29.M. BANTON, auteur du projet, explique qu'il a rédigé ce texte à partir de déclarations de la Haut-Commissaire aux droits de l'homme sur des questions d'importance majeure. Il note au paragraphe 3 qu'il serait préférable de remplacer l'expression "the Russian military" par "the Federal forces". Dans la phrase suivante, il conviendrait de parler de "international humanitarian law" plutôt que de "international law". Au paragraphe 4, où il est fait référence à la Bosnie, il conviendrait également de mentionner le Kosovo, ce qui donnerait : "in Bosnia as well as Kosovo". Le début de la phrase suivante pourrait être modifié ainsi : "It believes that popular interpretations of ethnic difference contributed ...", qui est plus exact que "It believes that ethnic difference contributed ...". Enfin, s'agissant de la dernière phrase, qui traite de l'Autriche, elle figure entre crochets car il n'est pas évident qu'elle soit à sa place dans un tel texte.

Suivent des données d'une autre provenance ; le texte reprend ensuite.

use async_trait::async_trait;
use bytes::Bytes;
use std::sync::Arc;
use std::time::Duration;
use tokio::sync::broadcast::error::RecvError;
use tokio::time::Instant;
use tracing::{error, info, warn};

use crate::engine::{Engine, ExitOutcome, TranscoderHandle, TranscoderOutput};
use crate::error::{Error, Result};
use crate::retry::{Sleeper, StreamBackoff, TokioSleeper};

#[derive(Debug, Clone, Copy, PartialEq, Eq)]
pub enum Flow {
    Continue,
    Stop,
}

#[derive(Debug, Clone, Copy, PartialEq, Eq)]
pub enum AttemptEnd {
    Stopped,
    /// 正常退出或被回收，重新连接
    CleanExit,
}

#[async_trait]
pub trait StreamAttempt: Send {
    async fn run_once(&mut self) -> Result<AttemptEnd>;
}

/// 带退避的重启循环：正常退出清零计数，连续失败超过上限则放弃
pub async fn run_with_restarts(
    attempt: &mut dyn StreamAttempt,
    backoff: &StreamBackoff,
    sleeper: &dyn Sleeper,
    pause: Duration,
    channel_id: i64,
) -> Result<()> {
    let mut retry_count: u32 = 0;

    loop {
        match attempt.run_once().await {
            Ok(AttemptEnd::Stopped) => return Ok(()),
            Ok(AttemptEnd::CleanExit) => {
                if retry_count > 0 {
                    info!(channel_id, "stream recovered after {} failures", retry_count);
                }
                retry_count = 0;
                sleeper.sleep(pause).await;
            }
            Err(e) if e.is_transient_stream_failure() => {
                retry_count += 1;
                match backoff.delay_for(retry_count) {
                    Some(delay) => {
                        warn!(
                            "Stream [{}] failed: {}. Retry {}/{}. Backing off for {}s.",
                            channel_id,
                            e,
                            retry_count,
                            backoff.max_retries,
                            delay.as_secs()
                        );
                        sleeper.sleep(delay).await;
                    }
                    None => {
                        error!(
                            "Stream [{}] reached max retry attempts ({}). Giving up.",
                            channel_id, backoff.max_retries
                        );
                        return Err(Error::RetriesExhausted {
                            retries: backoff.max_retries,
                            last: e.to_string(),
                        });
                    }
                }
            }
            Err(e) => return Err(e),
        }
    }
}

/// 把频道的转码输出交给 `on_data`，直到返回 [`Flow::Stop`]
pub async fn stream_loop<F>(engine: &Engine, channel_id: i64, source_url: &str, on_data: F) -> Result<()>
where
    F: FnMut(Bytes) -> Flow + Send,
{
    stream_loop_with(engine, &TokioSleeper, channel_id, source_url, on_data).await
}

pub async fn stream_loop_with<F>(
    engine: &Engine,
    sleeper: &dyn Sleeper,
    channel_id: i64,
    source_url: &str,
    on_data: F,
) -> Result<()>
where
    F: FnMut(Bytes) -> Flow + Send,
{
    let mut attempt = EngineAttempt {
        engine,
        channel_id,
        source_url,
        max_silence: engine.max_silence(),
        on_data,
    };
    let pause = Duration::from_millis(engine.config().restart_pause_ms);
    run_with_restarts(&mut attempt, &engine.backoff(), sleeper, pause, channel_id).await
}

struct EngineAttempt<'a, F> {
    engine: &'a Engine,
    channel_id: i64,
    source_url: &'a str,
    max_silence: Duration,
    on_data: F,
}

impl<'a, F> EngineAttempt<'a, F>
where
    F: FnMut(Bytes) -> Flow + Send,
{
    async fn deliver(&mut self, handle: &Arc<TranscoderHandle>, chunk: Bytes) -> bool {
        if (self.on_data)(chunk) == Flow::Continue {
            return true;
        }
        // Our own receiver is still counted here.
        if handle.listeners() <= 1 {
            self.engine.stop_handle(handle).await;
        }
        false
    }
}

#[async_trait]
impl<'a, F> StreamAttempt for EngineAttempt<'a, F>
where
    F: FnMut(Bytes) -> Flow + Send,
{
    async fn run_once(&mut self) -> Result<AttemptEnd> {
        let handle = self.engine.start(self.channel_id, self.source_url).await?;
        let TranscoderOutput { mut chunks, mut exit } = handle.subscribe();
        let mut last_output = Instant::now();

        loop {
            tokio::select! {
                biased;
                chunk = chunks.recv() => match chunk {
                    Ok(bytes) if bytes.is_empty() => {}
                    Ok(bytes) => {
                        last_output = Instant::now();
                        if !self.deliver(&handle, bytes).await {
                            return Ok(AttemptEnd::Stopped);
                        }
                    }
                    Err(RecvError::Lagged(skipped)) => {
                        warn!(channel_id = self.channel_id, skipped, "listener fell behind");
                    }
                    Err(RecvError::Closed) => break,
                },
                _ = exit.changed() => break,
                _ = tokio::time::sleep_until(last_output + self.max_silence) => {
                    self.engine.recycle(&handle).await;
                    return Err(Error::ProcessStalled(self.max_silence.as_secs()));
                }
            }
        }

        // Output written before the exit was published is still queued.
        while let Ok(bytes) = chunks.try_recv() {
            if !bytes.is_empty() && !self.deliver(&handle, bytes).await {
                return Ok(AttemptEnd::Stopped);
            }
        }

        match handle.exit_outcome() {
            Some(ExitOutcome::Success) | Some(ExitOutcome::Recycled) => Ok(AttemptEnd::CleanExit),
            Some(ExitOutcome::Stopped) => Ok(AttemptEnd::Stopped),
            Some(ExitOutcome::Failure(status)) => Err(Error::ProcessExitedAbnormally(status)),
            None => Err(Error::ProcessExitedAbnormally("transcoder output closed".to_string())),
        }
    }
}
//! 控制面进程的生命周期：
//! `stopped -> starting -> running -> (stopping -> stopped | crashed)`.
//! 是否在运行以进程表为准。

use serde::Serialize;
use std::path::PathBuf;
use std::sync::atomic::{AtomicBool, Ordering};
use std::sync::Arc;
use tokio::task::JoinHandle;
use tokio::time::MissedTickBehavior;
use tokio_util::sync::CancellationToken;
use tracing::{error, info, warn};

use crate::config::LifecycleConfig;
use crate::error::{Error, Result};
use crate::inspector::{LaunchSpec, ProcessEntry, ProcessInspector, ServiceLauncher, SignalKind};

#[derive(Debug, Clone, Copy, Serialize, PartialEq, Eq)]
#[serde(rename_all = "lowercase")]
pub enum LifecycleState {
    Stopped,
    Starting,
    Running,
    Stopping,
    Crashed,
}

#[derive(Debug, Clone, Copy, Serialize, PartialEq, Eq)]
#[serde(tag = "outcome", rename_all = "snake_case")]
pub enum StartOutcome {
    Started { pid: u32 },
    AlreadyRunning { pid: u32 },
}

#[derive(Debug, Clone, Copy, Serialize, PartialEq, Eq)]
#[serde(tag = "outcome", rename_all = "snake_case")]
pub enum StopOutcome {
    Stopped { count: usize },
    NotRunning,
}

#[derive(Debug, Clone, Serialize)]
pub struct ControlPlaneStatus {
    pub state: LifecycleState,
    pub is_running: bool,
    pub pid: Option<u32>,
    pub service_url: String,
    pub monitor_running: bool,
    pub transcoder_processes: usize,
}

#[derive(Debug, Clone, Serialize)]
pub struct AutoFixReport {
    pub control_plane_restarted: bool,
    pub monitor_restarted: bool,
    #[serde(skip_serializing_if = "Option::is_none")]
    pub error: Option<String>,
    pub final_status: ControlPlaneStatus,
}

struct MonitorHandle {
    cancel: CancellationToken,
    task: JoinHandle<()>,
}

pub struct LifecycleManager {
    config: LifecycleConfig,
    service_url: String,
    inspector: Arc<dyn ProcessInspector>,
    launcher: Arc<dyn ServiceLauncher>,
    state: parking_lot::Mutex<LifecycleState>,
    /// Set by an explicit `stop()`; the watchdog leaves such an instance down.
    stopped_by_operator: AtomicBool,
    ops: tokio::sync::Mutex<()>,
    monitor: parking_lot::Mutex<Option<MonitorHandle>>,
}

impl LifecycleManager {
    pub fn new(
        config: LifecycleConfig,
        service_url: impl Into<String>,
        inspector: Arc<dyn ProcessInspector>,
        launcher: Arc<dyn ServiceLauncher>,
    ) -> Self {
        Self {
            config,
            service_url: service_url.into(),
            inspector,
            launcher,
            state: parking_lot::Mutex::new(LifecycleState::Stopped),
            stopped_by_operator: AtomicBool::new(false),
            ops: tokio::sync::Mutex::new(()),
            monitor: parking_lot::Mutex::new(None),
        }
    }

    pub fn state(&self) -> LifecycleState {
        *self.state.lock()
    }

    fn set_state(&self, state: LifecycleState) {
        *self.state.lock() = state;
    }

    pub async fn is_running(&self) -> bool {
        self.pid().await.is_some()
    }

    pub async fn pid(&self) -> Option<u32> {
        self.inspector.find_by_name(&self.config.match_pattern).await
    }

    pub async fn start(&self) -> Result<StartOutcome> {
        let _guard = self.ops.lock().await;
        self.start_locked().await
    }

    pub async fn stop(&self) -> Result<StopOutcome> {
        let _guard = self.ops.lock().await;
        let outcome = self.stop_locked().await?;
        if matches!(outcome, StopOutcome::Stopped { .. }) {
            self.stopped_by_operator.store(true, Ordering::SeqCst);
        }
        Ok(outcome)
    }

    /// 先停止再启动
    pub async fn restart(&self) -> Result<StartOutcome> {
        let _guard = self.ops.lock().await;
        match self.stop_locked().await {
            Ok(StopOutcome::NotRunning) => info!("control-plane not running, starting fresh"),
            Ok(StopOutcome::Stopped { count }) => info!(count, "control-plane stopped for restart"),
            Err(e) => warn!(error = %e, "stop before restart failed, starting anyway"),
        }
        self.start_locked().await
    }

    async fn start_locked(&self) -> Result<StartOutcome> {
        if let Some(pid) = self.pid().await {
            info!(pid, "control-plane already running");
            self.set_state(LifecycleState::Running);
            self.stopped_by_operator.store(false, Ordering::SeqCst);
            return Ok(StartOutcome::AlreadyRunning { pid });
        }

        self.set_state(LifecycleState::Starting);
        let spec = LaunchSpec {
            program: self.config.program.clone(),
            args: self.config.args.clone(),
            working_dir: self.config.working_dir.as_ref().map(PathBuf::from),
        };

        if let Err(e) = self.launcher.launch(&spec).await {
            error!(error = %e, "failed to launch control-plane");
            self.set_state(LifecycleState::Stopped);
            return Err(e);
        }

        tokio::time::sleep(self.config.settle()).await;

        match self.pid().await {
            Some(pid) => {
                info!(pid, "control-plane started");
                self.set_state(LifecycleState::Running);
                self.stopped_by_operator.store(false, Ordering::SeqCst);
                Ok(StartOutcome::Started { pid })
            }
            None => {
                error!("control-plane exited right after launch");
                self.set_state(LifecycleState::Stopped);
                Err(Error::ProcessStartFailed(
                    "control-plane not running after launch".to_string(),
                ))
            }
        }
    }

    async fn stop_locked(&self) -> Result<StopOutcome> {
        let targets = self.inspector.find_all(&self.config.match_pattern).await;
        if targets.is_empty() {
            self.set_state(LifecycleState::Stopped);
            return Ok(StopOutcome::NotRunning);
        }

        self.set_state(LifecycleState::Stopping);
        for process in &targets {
            self.inspector.signal(process.pid, SignalKind::Terminate).await;
        }
        tokio::time::sleep(self.config.stop_wait()).await;

        let survivors = self.inspector.find_all(&self.config.match_pattern).await;
        if !survivors.is_empty() {
            warn!(count = survivors.len(), "control-plane ignored SIGTERM, killing");
            for process in &survivors {
                self.inspector.signal(process.pid, SignalKind::Kill).await;
            }
            tokio::time::sleep(self.config.kill_wait()).await;

            let remaining = self.inspector.find_all(&self.config.match_pattern).await;
            if !remaining.is_empty() {
                self.set_state(LifecycleState::Running);
                let pids: Vec<String> = remaining.iter().map(|p| p.pid.to_string()).collect();
                return Err(Error::ProcessStopFailed(pids.join(", ")));
            }
        }

        info!(count = targets.len(), "control-plane stopped");
        self.set_state(LifecycleState::Stopped);
        Ok(StopOutcome::Stopped {
            count: targets.len(),
        })
    }

    /// 启动看门狗，已在运行时返回 `false`
    pub fn start_monitor(self: &Arc<Self>) -> bool {
        let mut slot = self.monitor.lock();
        if slot.as_ref().is_some_and(|m| !m.task.is_finished()) {
            return false;
        }

        let cancel = CancellationToken::new();
        let token = cancel.clone();
        let manager = Arc::clone(self);
        let task = tokio::spawn(async move { manager.watch(token).await });

        *slot = Some(MonitorHandle { cancel, task });
        info!(interval_secs = self.config.monitor_interval_secs, "control-plane monitor started");
        true
    }

    pub fn stop_monitor(&self) -> bool {
        match self.monitor.lock().take() {
            Some(handle) => {
                handle.cancel.cancel();
                info!("control-plane monitor stopped");
                !handle.task.is_finished()
            }
            None => false,
        }
    }

    pub fn monitor_running(&self) -> bool {
        self.monitor
            .lock()
            .as_ref()
            .is_some_and(|m| !m.task.is_finished())
    }

    async fn watch(&self, token: CancellationToken) {
        let mut interval = tokio::time::interval(self.config.monitor_interval());
        interval.set_missed_tick_behavior(MissedTickBehavior::Skip);

        loop {
            tokio::select! {
                _ = token.cancelled() => break,
                _ = interval.tick() => {}
            }
            self.check_once().await;
        }
    }

    pub async fn check_once(&self) {
        let transcoders = self.transcoder_processes().await.len();
        if self.is_running().await {
            info!(transcoders, "control-plane healthy");
            return;
        }
        if self.stopped_by_operator.load(Ordering::SeqCst) {
            info!(transcoders, "control-plane stopped by operator, leaving it down");
            return;
        }

        warn!(transcoders, "control-plane not running, restarting");
        if self.state() == LifecycleState::Running {
            self.set_state(LifecycleState::Crashed);
        }
        if let Err(e) = self.start().await {
            error!(error = %e, "watchdog failed to restart control-plane");
        }
    }

    pub async fn transcoder_processes(&self) -> Vec<ProcessEntry> {
        self.inspector.find_all(&self.config.transcoder_pattern).await
    }

    /// Force-kills a transcoder process. Refuses pids that do not look like
    /// transcoders.
    pub async fn kill_transcoder(&self, pid: u32) -> Result<bool> {
        let known = self
            .transcoder_processes()
            .await
            .iter()
            .any(|p| p.pid == pid);
        if !known {
            return Err(Error::not_found("transcoder process", pid));
        }
        let delivered = self.inspector.signal(pid, SignalKind::Kill).await;
        info!(pid, delivered, "killed transcoder process");
        Ok(delivered)
    }

    pub async fn status(&self) -> ControlPlaneStatus {
        let pid = self.pid().await;
        let state = {
            let mut state = self.state.lock();
            *state = match (pid.is_some(), *state) {
                (true, LifecycleState::Stopped | LifecycleState::Crashed) => LifecycleState::Running,
                (false, LifecycleState::Running) => LifecycleState::Crashed,
                (_, current) => current,
            };
            *state
        };

        ControlPlaneStatus {
            state,
            is_running: pid.is_some(),
            pid,
            service_url: self.service_url.clone(),
            monitor_running: self.monitor_running(),
            transcoder_processes: self.transcoder_processes().await.len(),
        }
    }

    /// 一键修复：拉起控制面和看门狗
    pub async fn auto_fix(self: &Arc<Self>) -> AutoFixReport {
        let mut error = None;
        let control_plane_restarted = if self.is_running().await {
            false
        } else {
            match self.start().await {
                Ok(StartOutcome::Started { .. }) => true,
                Ok(StartOutcome::AlreadyRunning { .. }) => false,
                Err(e) => {
                    error = Some(e.to_string());
                    false
                }
            }
        };
        let monitor_restarted = self.start_monitor();

        AutoFixReport {
            control_plane_restarted,
            monitor_restarted,
            error,
            final_status: self.status().await,
        }
    }
}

En effet, comme le Comité peut à tout moment, s'il le juge nécessaire, entamer une procédure d'action urgente, il n'est peut‑être pas utile de préciser dans le texte examiné qu'il se réserve la possibilité d'entreprendre une telle action à propos de l'Autriche.

30.M. ABOUL-NASR estime qu'il fallait certes s'appuyer sur les déclarations de la Haut‑Commissaire aux droits de l'homme, mais uniquement pour en reprendre la terminologie dans un but d'uniformisation. Il aurait préféré que le texte parle de déclaration du Comité et non de déclaration de la Haut-Commissaire aux droits de l'homme. Par ailleurs, il aurait été plus judicieux d'aborder en premier lieu la question de la Tchétchénie, plutôt que celle de l'Indonésie, car la situation en Indonésie est en passe d'être résolue, tout au moins pour ce qui est du Timor oriental. De même, le problème du Chiapas ne devrait pas être mentionné au deuxième paragraphe mais ultérieurement, d'autres sujets étant plus brûlants. Enfin, il souscrit aux propositions de M. Banton concernant le troisième paragraphe du projet de texte.

31.M. BRYDE pense que le document doit effectivement refléter les vues du Comité mais que par ailleurs on ne peut pas éluder le fait que la Haut‑Commissaire a porté ces problèmes à l'attention du Comité et de la communauté internationale. Il faut donc trouver un compromis à cet égard.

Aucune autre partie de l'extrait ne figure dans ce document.